Locate the line that contains "comparison on the composite". Copy it and every following line through the end of the records, exactly, and include nothing else.
------ Dataset records
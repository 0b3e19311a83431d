// src/services/query.rs

use crate::models::{catalog::Catalog, exam_code::ExamCodeRecord};

/// Filters records the way the exam code listing does.
///
/// Matching is substring containment on the composite subject label, not an
/// exact key comparison, so a code that happens to occur inside another label
/// also matches. Existing sheets rely on this, so it stays loose.
///
/// * no filters: every record, insertion order kept
/// * stream only: label contains any subject code of that stream
///   (an unknown stream matches nothing)
/// * subject, with or without stream: label contains the subject code
pub fn filter_records(
    catalog: &Catalog,
    records: &[ExamCodeRecord],
    stream: Option<&str>,
    subject: Option<&str>,
) -> Vec<ExamCodeRecord> {
    match (stream, subject) {
        (None, None) => records.to_vec(),
        (Some(stream), None) => {
            let Some(stream) = catalog.stream(stream) else {
                return Vec::new();
            };
            records
                .iter()
                .filter(|r| {
                    stream
                        .subjects
                        .iter()
                        .any(|s| r.subject.contains(s.code.as_str()))
                })
                .cloned()
                .collect()
        }
        (_, Some(subject)) => records
            .iter()
            .filter(|r| r.subject.contains(subject))
            .cloned()
            .collect(),
    }
}

/// Distinct composite subject labels, in the order they first appear.
pub fn distinct_subjects(records: &[ExamCodeRecord]) -> Vec<String> {
    let mut subjects: Vec<String> = Vec::new();
    for record in records {
        if !subjects.contains(&record.subject) {
            subjects.push(record.subject.clone());
        }
    }
    subjects
}
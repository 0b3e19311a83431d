// src/services/mark_foil.rs

use std::sync::{Arc, Mutex};

use rand::{Rng, SeedableRng, rngs::StdRng};

use crate::{
    error::AppError,
    models::{
        exam_code::ExamCodeRecord,
        mark_foil::{MarkEntry, MarkFoilSelection},
    },
};

pub const FOIL_NO_MIN: u32 = 10_000;
pub const FOIL_NO_MAX: u32 = 99_999;

/// Supplies mark foil numbers. Swappable so tests can pin the value.
pub trait FoilNumberSource: Send {
    fn next_foil_number(&mut self) -> u32;
}

/// Uniform five-digit numbers from a `StdRng`.
pub struct RandomFoilNumbers {
    rng: StdRng,
}

impl RandomFoilNumbers {
    pub fn from_entropy() -> Self {
        Self {
            rng: StdRng::from_entropy(),
        }
    }

    pub fn seeded(seed: u64) -> Self {
        Self {
            rng: StdRng::seed_from_u64(seed),
        }
    }
}

impl FoilNumberSource for RandomFoilNumbers {
    fn next_foil_number(&mut self) -> u32 {
        self.rng.gen_range(FOIL_NO_MIN..=FOIL_NO_MAX)
    }
}

/// Mark foil state that lives as long as the process.
///
/// The foil number is drawn the first time a subject is selected and kept
/// for every later selection.
pub struct MarkFoilSession {
    mark_foil_no: Option<String>,
    source: Box<dyn FoilNumberSource>,
}

pub type SharedMarkFoilSession = Arc<Mutex<MarkFoilSession>>;

impl MarkFoilSession {
    pub fn new(source: Box<dyn FoilNumberSource>) -> Self {
        Self {
            mark_foil_no: None,
            source,
        }
    }

    pub fn shared(self) -> SharedMarkFoilSession {
        Arc::new(Mutex::new(self))
    }

    pub fn mark_foil_no(&self) -> Option<&str> {
        self.mark_foil_no.as_deref()
    }

    /// Returns the session's foil number, drawing it on first use.
    pub fn ensure_mark_foil_no(&mut self) -> String {
        if let Some(no) = &self.mark_foil_no {
            return no.clone();
        }
        let no = self.source.next_foil_number().to_string();
        tracing::info!(mark_foil_no = %no, "Generated mark foil number");
        self.mark_foil_no = Some(no.clone());
        no
    }

    /// Selects the foil subject and builds its blank rows.
    pub fn select_subject(
        &mut self,
        subject: &str,
        records: &[ExamCodeRecord],
    ) -> Result<MarkFoilSelection, AppError> {
        if subject.is_empty() {
            return Err(AppError::ValidationError(
                "Please select a subject".to_string(),
            ));
        }

        let mark_foil_no = self.ensure_mark_foil_no();

        Ok(MarkFoilSelection {
            subject: subject.to_string(),
            mark_foil_no,
            entries: mark_entries(records, subject),
        })
    }
}

/// One blank entry per record whose label equals `subject` exactly.
///
/// Unlike the listing filter this is an exact comparison on the composite
/// label, so "SCIENCE-MAT" never picks up "COMMERCE-MAT".
pub fn mark_entries(records: &[ExamCodeRecord], subject: &str) -> Vec<MarkEntry> {
    records
        .iter()
        .filter(|r| r.subject == subject)
        .map(|r| MarkEntry::blank(r.exam_code.clone()))
        .collect()
}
------------
[Output of the task]:
/// Unlike the listing filter this is an exact comparison on the composite
/// label, so "SCIENCE-MAT" never picks up "COMMERCE-MAT".
pub fn mark_entries(records: &[ExamCodeRecord], subject: &str) -> Vec<MarkEntry> {
    records
        .iter()
        .filter(|r| r.subject == subject)
        .map(|r| MarkEntry::blank(r.exam_code.clone()))
        .collect()
}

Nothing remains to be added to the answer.